Untersuchung, Entwicklung und Anwendung reversibel schaltbarer fluoreszierender Proteine

Abstract

Over the course of the last decade fluorescent proteins became an essential part of biological research. Since their first use as a marker for proteins in living cells, numerous fluorescent proteins in almost all colours of the visible spectrum with miscellaneous properties have been developed. A new subclass of these fluorescent proteins may be switched on and off between a fluorescent and a non-fluorescent state. These reversibly switchable fluorescent proteins (RSFPs) have great potential in the development and use of microscopic techniques because of their unique switching property. In this thesis the molecular mechanism of the reversible switching in RSFPs was identified. Furthermore, novel RSFPs with improved properties were generated and applied in different microscopy schemes. The molecular basis of switching was solved by x-ray analysis. Protein crystals were analysed after switching them completely into either the fluorescent or the non-fluorescent state to identify structural differences on the molecular level. The determination of these states for asFP595 and Dronpa, the only two known RSFPs at that moment, revealed a cis-trans-isomerisation of the chromophore as the key event of reversible switching. The isomerisation from the cis- into the trans-conformation changes the environment of the chromophore, resulting in different absorption and fluorescence properties. These differences arise from modifications in protonation and stabilisation of the two states.
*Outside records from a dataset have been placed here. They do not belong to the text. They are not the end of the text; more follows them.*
//! Cancellable, deadline-bound request context.
//!
//! Every backend call and every object store round trip made on behalf of
//! a reconciliation goes through [`RequestContext::run`], so a cancelled
//! reconciliation stops at the next I/O boundary instead of mutating
//! caches with a half-built client.

use crate::error::{VaultError, VaultResult};
use std::future::Future;
use std::time::Duration;
use tokio::time::Instant;
use tokio_util::sync::CancellationToken;

/// Request-scoped cancellation and deadline.
#[derive(Debug, Clone)]
pub struct RequestContext {
    cancel: CancellationToken,
    deadline: Option<Instant>,
    timeout: Option<Duration>,
}

impl Default for RequestContext {
    fn default() -> Self {
        Self::background()
    }
}

impl RequestContext {
    /// A context that is never cancelled and has no deadline.
    #[must_use]
    pub fn background() -> Self {
        Self {
            cancel: CancellationToken::new(),
            deadline: None,
            timeout: None,
        }
    }

    /// A context that expires `timeout` from now.
    #[must_use]
    pub fn with_timeout(timeout: Duration) -> Self {
        Self::background().child_with_timeout(timeout)
    }

    /// Derive a child context with a tighter deadline.
    ///
    /// The child is cancelled whenever the parent is; the effective deadline
    /// is the earlier of the two.
    #[must_use]
    pub fn child_with_timeout(&self, timeout: Duration) -> Self {
        let candidate = Instant::now() + timeout;
        let (deadline, timeout) = match self.deadline {
            Some(existing) if existing <= candidate => (existing, self.timeout),
            _ => (candidate, Some(timeout)),
        };
        Self {
            cancel: self.cancel.child_token(),
            deadline: Some(deadline),
            timeout,
        }
    }

    /// Cancel this context and every context derived from it.
    pub fn cancel(&self) {
        self.cancel.cancel();
    }

    /// Whether the context has been cancelled.
    #[must_use]
    pub fn is_cancelled(&self) -> bool {
        self.cancel.is_cancelled()
    }

    /// Whether the deadline has already passed.
    #[must_use]
    pub fn is_expired(&self) -> bool {
        self.deadline.is_some_and(|d| d <= Instant::now())
    }

    /// Fail fast if the context is already done.
    ///
    /// # Errors
    ///
    /// Returns [`VaultError::Cancelled`] or [`VaultError::DeadlineExceeded`].
    pub fn check(&self) -> VaultResult<()> {
        if self.is_cancelled() {
            return Err(VaultError::Cancelled);
        }
        if self.is_expired() {
            return Err(VaultError::DeadlineExceeded(self.timeout.unwrap_or_default()));
        }
        Ok(())
    }

    /// Run `fut` bounded by this context.
    ///
    /// # Errors
    ///
    /// Returns the future's own error, or [`VaultError::Cancelled`] /
    /// [`VaultError::DeadlineExceeded`] when the context finishes first.
    pub async fn run<T, F>(&self, fut: F) -> VaultResult<T>
    where
        F: Future<Output = VaultResult<T>>,
    {
        self.check()?;
        let timeout = self.timeout.unwrap_or_default();
        match self.deadline {
            Some(deadline) => tokio::select! {
                () = self.cancel.cancelled() => Err(VaultError::Cancelled),
                () = tokio::time::sleep_until(deadline) => {
                    Err(VaultError::DeadlineExceeded(timeout))
                }
                result = fut => result,
            },
            None => tokio::select! {
                () = self.cancel.cancelled() => Err(VaultError::Cancelled),
                result = fut => result,
            },
        }
    }
}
On the basis of these results, it was possible to propose a reduced model for the reversible switching, which holds for all currently known RSFPs. In order to customise the proteins, a screening setup was built, allowing for the directed evolution of RSFPs. By using random and directed mutagenesis the proteins rsFastLime, bsDronpa, Padron and Padron* were developed. These proteins exhibit improved switching properties and were especially designed for the use in high resolution microscopy schemes. For rsFastLime and bsDronpa, microscopy with a resolution beyond the diffraction limit was readily demonstrated. In addition to the use of RSFPs in high resolution microscopy, a new method allowing for multicolour imaging without aberrations, the monochromatic multilabel microscopy, was established. By solving the basic molecular mechanism of reversible switching and the subsequent development of new improved RSFPs, this thesis should broaden the possibilities for research in living cells.